Exercise prompt — Report each line from the listing that the string "tracing" appears in.

Provided entries —
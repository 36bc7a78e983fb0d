use axum::{
    Json,
    extract::{Path, State},
};
use seatline_sdk::objects::EventResponse;

use super::error::ApiError;
use crate::state::AppState;

/// `GET /events`. Always succeeds; a failing store yields an empty list.
pub async fn list_events(State(state): State<AppState>) -> Json<Vec<EventResponse>> {
    let events = state.catalog.list().await;
    Json(events.iter().map(|e| e.to_response()).collect())
}

/// `GET /events/{id}`
pub async fn get_event(
    State(state): State<AppState>,
    Path(id): Path<String>,
) -> Result<Json<EventResponse>, ApiError> {
    let event = state.catalog.get(&id).await?;
    Ok(Json(event.to_response()))
}
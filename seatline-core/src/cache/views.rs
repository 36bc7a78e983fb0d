use super::TtlCache;
use crate::entities::event::EventWithCount;
use std::time::{Duration, Instant};

/// Key of the "all events with counts" view.
pub const EVENT_LIST_KEY: &str = "events:with_counts";

/// Substring shared by every event view key.
pub const EVENT_KEY_PATTERN: &str = "event";

pub fn event_detail_key(event_id: &str) -> String {
    format!("event:{event_id}:with_count")
}

/// The two cached event read views and their TTLs.
#[derive(Debug, Clone)]
pub struct EventViewCache {
    lists: TtlCache<Vec<EventWithCount>>,
    details: TtlCache<EventWithCount>,
    list_ttl: Duration,
    detail_ttl: Duration,
}

impl EventViewCache {
    pub fn new(list_ttl: Duration, detail_ttl: Duration) -> Self {
        Self {
            lists: TtlCache::new(),
            details: TtlCache::new(),
            list_ttl,
            detail_ttl,
        }
    }

    pub async fn list_or_load<F, Fut, E>(&self, loader: F) -> Result<Vec<EventWithCount>, E>
    where
        F: FnOnce() -> Fut,
        Fut: Future<Output = Result<Vec<EventWithCount>, E>>,
    {
        let events = self
            .lists
            .get_or_load(EVENT_LIST_KEY, self.list_ttl, || async move {
                loader().await.map(Some)
            })
            .await?;
        Ok(events.unwrap_or_default())
    }

    pub async fn detail_or_load<F, Fut, E>(
        &self,
        event_id: &str,
        loader: F,
    ) -> Result<Option<EventWithCount>, E>
    where
        F: FnOnce() -> Fut,
        Fut: Future<Output = Result<Option<EventWithCount>, E>>,
    {
        self.details
            .get_or_load(&event_detail_key(event_id), self.detail_ttl, loader)
            .await
    }

    /// Drop the list view and the detail view of one event.
    pub fn invalidate_event(&self, event_id: &str) -> usize {
        self.lists.delete(&[EVENT_LIST_KEY]) + self.details.delete(&[event_detail_key(event_id)])
    }

    /// Drop every event-related key.
    pub fn invalidate_all(&self) -> usize {
        self.lists.invalidate_pattern(EVENT_KEY_PATTERN)
            + self.details.invalidate_pattern(EVENT_KEY_PATTERN)
    }

    pub fn sweep(&self) -> usize {
        self.sweep_at(Instant::now())
    }

    pub fn sweep_at(&self, now: Instant) -> usize {
        self.lists.sweep_at(now) + self.details.sweep_at(now)
    }

    pub fn len(&self) -> usize {
        self.lists.len() + self.details.len()
    }

    pub fn is_empty(&self) -> bool {
        self.len() == 0
    }
}
use super::error::RegistrationError;
use crate::cache::EventViewCache;
use crate::entities::event::EventWithCount;
use crate::store::EventStore;
use std::sync::Arc;

/// Which cached views an operator wants dropped.
#[derive(Debug, Clone, PartialEq, Eq)]
pub enum ClearCacheScope {
    Events(Vec<String>),
    All,
}

/// Cached read paths over the event catalogue.
#[derive(Clone)]
pub struct EventCatalog {
    store: Arc<dyn EventStore>,
    cache: EventViewCache,
}

impl EventCatalog {
    pub fn new(store: Arc<dyn EventStore>, cache: EventViewCache) -> Self {
        Self { store, cache }
    }

    pub fn cache(&self) -> &EventViewCache {
        &self.cache
    }

    /// Active events with counts. A store failure yields an empty list.
    pub async fn list(&self) -> Vec<EventWithCount> {
        match self
            .cache
            .list_or_load(|| self.store.list_events_with_counts())
            .await
        {
            Ok(events) => events,
            Err(e) => {
                tracing::error!(error = %e, "Failed to load event list, serving empty list");
                Vec::new()
            }
        }
    }

    /// One active event with its count. A store failure reads as not found.
    pub async fn get(&self, event_id: &str) -> Result<EventWithCount, RegistrationError> {
        let event = match self
            .cache
            .detail_or_load(event_id, || self.store.get_event_with_count(event_id))
            .await
        {
            Ok(event) => event,
            Err(e) => {
                tracing::error!(event_id, error = %e, "Failed to load event, serving not found");
                None
            }
        };
        match event {
            Some(event) if event.event.active => Ok(event),
            _ => Err(RegistrationError::EventNotFound),
        }
    }

    /// Drop the views touched by a registration change on `event_id`.
    pub fn invalidate_event(&self, event_id: &str) -> usize {
        self.cache.invalidate_event(event_id)
    }

    /// Returns the number of cache keys removed.
    pub fn clear_cache(&self, scope: &ClearCacheScope) -> usize {
        let cleared = match scope {
            ClearCacheScope::All => self.cache.invalidate_all(),
            ClearCacheScope::Events(ids) => {
                ids.iter().map(|id| self.cache.invalidate_event(id)).sum()
            }
        };
        tracing::info!(scope = ?scope, cleared, "Event cache cleared");
        cleared
    }
}
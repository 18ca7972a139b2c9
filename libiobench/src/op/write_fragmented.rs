use super::check_partition_limit;
use super::leader_only;
use super::OpResult;
use crate::coordinator::timed;
use crate::coordinator::TrialRunner;
use crate::ctx::Ctx;
use crate::fragment::fragments_for_rank;
use crate::fragment::CommitPlan;
use crate::fragment::Fragment;
use crate::metrics::MeanAccumulator;
use crate::pattern::Pattern;
use crate::payload::sentinel_payload;
use crate::report::PatternReport;
use crate::verify::verify;
use iobench_universal_client::CommitFragmentsInput;
use iobench_universal_client::ObjectPath;
use iobench_universal_client::WriteFragmentInput;
use off64::usz;
use std::cmp::min;
use tracing::debug;
use tracing::info;

async fn write_fragments(ctx: Ctx<'_>, fragments: &[Fragment], buf: &[u8]) -> OpResult<()> {
  let target = &ctx.cfg.target;
  for frag in fragments {
    let fragment_id = frag.id.to_string();
    ctx
      .backend
      .write_fragment(WriteFragmentInput {
        target,
        fragment_id: &fragment_id,
        data: &buf[..usz!(frag.len())],
      })
      .await?;
  }
  Ok(())
}

/// Lists every uncommitted fragment of `target`, orders them, and commits them as the object's new content. Returns the number of fragments committed.
async fn commit_all(ctx: Ctx<'_>, target: &ObjectPath) -> OpResult<usize> {
  let listing = ctx.backend.list_uncommitted_fragments(target).await?;
  let plan = CommitPlan::from_listing(listing);
  let count = plan.len();
  debug!(object = %target, fragments = count, bytes = plan.total_size(), "committing fragments");
  ctx
    .backend
    .commit_fragments(CommitFragmentsInput {
      target,
      ordered_ids: plan.into_ids(),
    })
    .await?;
  Ok(count)
}

/// Every worker writes `bytes_per_rank` bytes of the shared target object as size-bounded fragments; the leader then lists, orders and commits all fragments, and verifies the result. The write time is reduced across the team; the leader's postprocessing time (list, order, commit) is reported separately.
pub(crate) async fn op_write_fragmented(ctx: Ctx<'_>) -> OpResult<PatternReport> {
  let cfg = ctx.cfg;
  check_partition_limit(cfg.fragment_limit, ctx.backend.limits().fragment_limit)?;
  let rank = ctx.rank();
  let world_size = ctx.world_size();
  let fragments = fragments_for_rank(rank as u64, cfg.bytes_per_rank, cfg.fragment_limit)?;
  // Every fragment of a rank carries the same byte, so one buffer serves all of them.
  let buf = sentinel_payload(rank, min(cfg.fragment_limit, cfg.bytes_per_rank));
  let target = &cfg.target;

  let mut runner = TrialRunner::new(ctx.rt, cfg.trial_cfg())?;
  let mut postprocessing = MeanAccumulator::default();
  for _ in 0..cfg.repeat {
    runner
      .trial(async {
        let ((), secs) = timed(write_fragments(ctx, &fragments, &buf)).await?;
        Ok(secs)
      })
      .await?;

    let leader_secs = leader_only(ctx.rt, || async {
      let (committed, secs) = timed(commit_all(ctx, target)).await?;
      if cfg.verify {
        verify(ctx.backend, target, cfg.bytes_per_rank, world_size, ctx.section_limit())
          .await?
          .into_result()?;
      };
      info!(object = %target, fragments = committed, postprocessing_secs = secs, "committed shared object");
      Ok(secs)
    })
    .await?;
    if let Some(secs) = leader_secs {
      postprocessing.push(secs);
    };
  }

  let outcome = runner.finish()?;
  let mut report = PatternReport::new(
    Pattern::SingleObjectFragmentedWriters,
    world_size,
    outcome,
    cfg.bytes_per_rank * world_size as u64,
  );
  report.postprocessing_secs = postprocessing.mean(cfg.precision);
  Ok(report)
}
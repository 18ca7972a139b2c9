use iobench_universal_client::MIB;

pub(crate) fn div_ceil(n: u64, d: u64) -> u64 {
  (n / d) + ((n % d != 0) as u64)
}

pub fn bytes_to_mib(bytes: u64) -> f64 {
  bytes as f64 / MIB as f64
}

#[cfg(test)]
mod tests {
  use crate::util::bytes_to_mib;
  use crate::util::div_ceil;

  #[test]
  fn test_div_ceil() {
    assert_eq!(div_ceil(0, 1), 0);
    assert_eq!(div_ceil(0, 2), 0);
    assert_eq!(div_ceil(1, 2), 1);
    assert_eq!(div_ceil(10, 3), 4);
    assert_eq!(div_ceil(250, 100), 3);
    assert_eq!(div_ceil(300, 100), 3);
  }

  #[test]
  fn test_bytes_to_mib() {
    assert_eq!(bytes_to_mib(0), 0.0);
    assert_eq!(bytes_to_mib(3 * 1024 * 1024), 3.0);
    assert_eq!(bytes_to_mib(512 * 1024), 0.5);
  }
}
use super::read_sections;
use super::OpError;
use super::OpResult;
use crate::coordinator::run_trials;
use crate::coordinator::timed;
use crate::ctx::Ctx;
use crate::pattern::Pattern;
use crate::report::PatternReport;

/// Every worker reads the whole shared source object.
pub(crate) async fn op_read_single_object(ctx: Ctx<'_>) -> OpResult<PatternReport> {
  let source = &ctx.cfg.source;
  let size = ctx.cfg.source_size;
  let section_limit = ctx.section_limit();
  let outcome = run_trials(ctx.rt, ctx.cfg.trial_cfg(), |_| async move {
    let (read, secs) = timed(read_sections(ctx.backend, source, 0..size, section_limit, |_| {})).await?;
    if read != size {
      return Err(OpError::SizeMismatch {
        expected: size,
        actual: read,
      });
    };
    Ok(secs)
  })
  .await?;
  Ok(PatternReport::new(
    Pattern::SingleObjectMultipleReaders,
    ctx.world_size(),
    outcome,
    size * ctx.world_size() as u64,
  ))
}
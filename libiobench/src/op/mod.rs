use crate::fragment::partition;
use crate::payload::sentinel_payload;
use crate::runtime::agree;
use crate::runtime::ParallelRuntime;
use iobench_universal_client::BackendError;
use iobench_universal_client::ObjectPath;
use iobench_universal_client::ReadRangeInput;
use iobench_universal_client::StorageBackend;
use iobench_universal_client::WriteRangeInput;
use off64::usz;
use std::cmp::min;
use std::error::Error;
use std::fmt;
use std::fmt::Display;
use std::future::Future;
use std::ops::Range;

pub mod prepare;
pub mod read_partitioned;
pub mod read_per_rank;
pub mod read_single_object;
pub mod write_fragmented;
pub mod write_per_rank;
pub mod write_ranges;

pub type OpResult<T> = Result<T, OpError>;

#[derive(Debug)]
pub enum OpError {
  Configuration(String),
  SizeMismatch { expected: u64, actual: u64 },
  DataMismatch { rank: usize, matching: u64, expected: u64 },
  Backend(BackendError),
  PartitionOverflow { requested: u64, limit: u64 },
  /// Another worker failed, so this one stopped too.
  PeerAborted,
}

impl Display for OpError {
  fn fmt(&self, f: &mut fmt::Formatter<'_>) -> fmt::Result {
    match self {
      OpError::Configuration(msg) => write!(f, "invalid configuration: {msg}"),
      OpError::SizeMismatch { expected, actual } => {
        write!(f, "size mismatch: expected {expected} bytes, found {actual}")
      }
      OpError::DataMismatch {
        rank,
        matching,
        expected,
      } => write!(
        f,
        "data mismatch: section of rank {rank} has {matching} of {expected} expected bytes"
      ),
      OpError::Backend(err) => write!(f, "storage backend call failed: {err}"),
      OpError::PartitionOverflow { requested, limit } => write!(
        f,
        "{requested} bytes per rank exceeds the backend limit of {limit} bytes"
      ),
      OpError::PeerAborted => write!(f, "another worker aborted the pattern"),
    }
  }
}

impl Error for OpError {
  fn source(&self) -> Option<&(dyn Error + 'static)> {
    match self {
      OpError::Backend(err) => Some(err),
      _ => None,
    }
  }
}

impl From<BackendError> for OpError {
  fn from(err: BackendError) -> Self {
    OpError::Backend(err)
  }
}

pub(crate) fn check_partition_limit(requested: u64, limit: u64) -> OpResult<()> {
  if requested > limit {
    return Err(OpError::PartitionOverflow { requested, limit });
  };
  Ok(())
}

/// Has the whole team agree on whether every worker's `res` is Ok. A worker that succeeded while another failed gets `PeerAborted`.
pub(crate) async fn together<T>(rt: &dyn ParallelRuntime, res: OpResult<T>) -> OpResult<T> {
  let agreed = agree(rt, res.is_ok()).await;
  match res {
    Err(err) => Err(err),
    Ok(_) if !agreed => Err(OpError::PeerAborted),
    Ok(v) => Ok(v),
  }
}

/// Runs `step` on the leader only, then has the whole team agree on whether it succeeded. Non-leaders get `Ok(None)`, or `PeerAborted` if the leader failed.
pub(crate) async fn leader_only<T, F, Fut>(rt: &dyn ParallelRuntime, step: F) -> OpResult<Option<T>>
where
  F: FnOnce() -> Fut,
  Fut: Future<Output = OpResult<T>>,
{
  let res = match rt.is_leader() {
    true => step().await.map(Some),
    false => Ok(None),
  };
  together(rt, res).await
}

/// Reads `range` of an object using reads of at most `section_limit` bytes, passing each section to `on_section`.
pub(crate) async fn read_sections(
  backend: &dyn StorageBackend,
  target: &ObjectPath,
  range: Range<u64>,
  section_limit: u64,
  mut on_section: impl FnMut(&[u8]) + Send,
) -> OpResult<u64> {
  let mut read = 0;
  for section in partition(range.end - range.start, section_limit) {
    let data = backend
      .read_range(ReadRangeInput {
        target,
        start: range.start + section.start,
        end: range.start + section.end - 1,
      })
      .await?;
    read += data.len() as u64;
    on_section(&data);
  }
  Ok(read)
}

/// Fills `len` bytes of an existing object starting at `offset` with `rank`'s sentinel byte, using writes of at most `chunk_limit` bytes.
pub(crate) async fn write_sentinel_range(
  backend: &dyn StorageBackend,
  target: &ObjectPath,
  rank: usize,
  offset: u64,
  len: u64,
  chunk_limit: u64,
) -> OpResult<()> {
  let buf = sentinel_payload(rank, min(len, chunk_limit));
  for chunk in partition(len, chunk_limit) {
    backend
      .write_range(WriteRangeInput {
        target,
        start: offset + chunk.start,
        end: offset + chunk.end - 1,
        data: &buf[..usz!(chunk.end - chunk.start)],
      })
      .await?;
  }
  Ok(())
}
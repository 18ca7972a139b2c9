use async_trait::async_trait;
use futures::future::join_all;
use parking_lot::Mutex;
use std::future::Future;
use std::sync::Arc;
use tokio::spawn;
use tokio::sync::Barrier;
use tracing::debug;

pub const LEADER_RANK: usize = 0;

#[derive(Clone, Copy, PartialEq, Eq, Hash, Debug)]
pub struct WorkerContext {
  pub rank: usize,
  pub world_size: usize,
}

#[derive(Clone, Copy, PartialEq, Eq, Hash, Debug)]
pub enum ReduceOp {
  Max,
  Min,
  Sum,
}

impl ReduceOp {
  fn fold(self, values: &[f64]) -> f64 {
    match self {
      ReduceOp::Max => values.iter().copied().fold(f64::NEG_INFINITY, f64::max),
      ReduceOp::Min => values.iter().copied().fold(f64::INFINITY, f64::min),
      ReduceOp::Sum => values.iter().sum(),
    }
  }
}

/// The collective operations available to a worker. Every call is collective: all workers of the team must make the same sequence of `barrier` and `all_reduce` calls, otherwise the team blocks forever.
#[async_trait]
pub trait ParallelRuntime: Send + Sync {
  fn ctx(&self) -> WorkerContext;

  fn rank(&self) -> usize {
    self.ctx().rank
  }

  fn world_size(&self) -> usize {
    self.ctx().world_size
  }

  fn is_leader(&self) -> bool {
    self.rank() == LEADER_RANK
  }

  async fn barrier(&self);

  /// Combines one value from every worker. The result is returned to all workers.
  async fn all_reduce(&self, value: f64, op: ReduceOp) -> f64;
}

/// Returns true on every worker only if every worker passed `ok = true`.
pub async fn agree(rt: &dyn ParallelRuntime, ok: bool) -> bool {
  rt.all_reduce(if ok { 1.0 } else { 0.0 }, ReduceOp::Min).await > 0.5
}

struct TeamShared {
  barrier: Barrier,
  slots: Mutex<Vec<f64>>,
}

/// A worker of a `LocalTeam`.
#[derive(Clone)]
pub struct LocalRuntime {
  ctx: WorkerContext,
  shared: Arc<TeamShared>,
}

#[async_trait]
impl ParallelRuntime for LocalRuntime {
  fn ctx(&self) -> WorkerContext {
    self.ctx
  }

  async fn barrier(&self) {
    self.shared.barrier.wait().await;
  }

  async fn all_reduce(&self, value: f64, op: ReduceOp) -> f64 {
    self.shared.slots.lock()[self.ctx.rank] = value;
    self.shared.barrier.wait().await;
    let res = op.fold(&self.shared.slots.lock());
    // Nobody may overwrite their slot for the next reduction until everyone has read this one.
    self.shared.barrier.wait().await;
    res
  }
}

/// A team of workers running as tasks in the current process, one per rank.
pub struct LocalTeam;

impl LocalTeam {
  pub fn workers(world_size: usize) -> Vec<LocalRuntime> {
    assert!(world_size > 0);
    let shared = Arc::new(TeamShared {
      barrier: Barrier::new(world_size),
      slots: Mutex::new(vec![0.0; world_size]),
    });
    (0..world_size)
      .map(|rank| LocalRuntime {
        ctx: WorkerContext { rank, world_size },
        shared: shared.clone(),
      })
      .collect()
  }

  /// Runs `f` once per rank concurrently and returns the outputs in rank order.
  pub async fn run<F, Fut, T>(world_size: usize, f: F) -> Vec<T>
  where
    F: Fn(LocalRuntime) -> Fut,
    Fut: Future<Output = T> + Send + 'static,
    T: Send + 'static,
  {
    debug!(world_size, "starting local team");
    let handles = Self::workers(world_size)
      .into_iter()
      .map(|rt| spawn(f(rt)))
      .collect::<Vec<_>>();
    join_all(handles)
      .await
      .into_iter()
      .map(|res| match res {
        Ok(out) => out,
        Err(err) => std::panic::resume_unwind(err.into_panic()),
      })
      .collect()
  }
}

#[cfg(test)]
mod tests {
  use super::agree;
  use super::LocalTeam;
  use super::ParallelRuntime;
  use super::ReduceOp;
  use std::sync::atomic::AtomicUsize;
  use std::sync::atomic::Ordering;
  use std::sync::Arc;

  #[tokio::test]
  async fn test_all_reduce_is_visible_to_every_rank() {
    let out = LocalTeam::run(5, |rt| async move {
      let v = rt.rank() as f64;
      (
        rt.all_reduce(v, ReduceOp::Max).await,
        rt.all_reduce(v, ReduceOp::Min).await,
        rt.all_reduce(v, ReduceOp::Sum).await,
      )
    })
    .await;
    assert_eq!(out, vec![(4.0, 0.0, 10.0); 5]);
  }

  #[tokio::test]
  async fn test_consecutive_reductions_do_not_interfere() {
    let out = LocalTeam::run(3, |rt| async move {
      let mut sums = Vec::new();
      for round in 0..20 {
        sums.push(rt.all_reduce((rt.rank() * round) as f64, ReduceOp::Sum).await);
      }
      sums
    })
    .await;
    let expected = (0..20).map(|round| (3 * round) as f64).collect::<Vec<_>>();
    for sums in out {
      assert_eq!(sums, expected);
    }
  }

  #[tokio::test]
  async fn test_barrier_waits_for_all() {
    let arrived = Arc::new(AtomicUsize::new(0));
    let seen = LocalTeam::run(4, |rt| {
      let arrived = arrived.clone();
      async move {
        arrived.fetch_add(1, Ordering::SeqCst);
        rt.barrier().await;
        arrived.load(Ordering::SeqCst)
      }
    })
    .await;
    assert_eq!(seen, vec![4; 4]);
  }

  #[tokio::test]
  async fn test_agree() {
    let out = LocalTeam::run(3, |rt| async move { agree(&rt, rt.rank() != 2).await }).await;
    assert_eq!(out, vec![false; 3]);
    let out = LocalTeam::run(3, |rt| async move { agree(&rt, true).await }).await;
    assert_eq!(out, vec![true; 3]);
  }

  #[tokio::test]
  async fn test_leader() {
    let out = LocalTeam::run(3, |rt| async move { (rt.rank(), rt.world_size(), rt.is_leader()) }).await;
    assert_eq!(out, vec![(0, 3, true), (1, 3, false), (2, 3, false)]);
  }
}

Response to this task —
                tracing::error!(error = %e, "Failed to load event list, serving empty list");
                tracing::error!(event_id, error = %e, "Failed to load event, serving not found");
        tracing::info!(scope = ?scope, cleared, "Event cache cleared");
use tracing::debug;
use tracing::info;
use tracing::debug;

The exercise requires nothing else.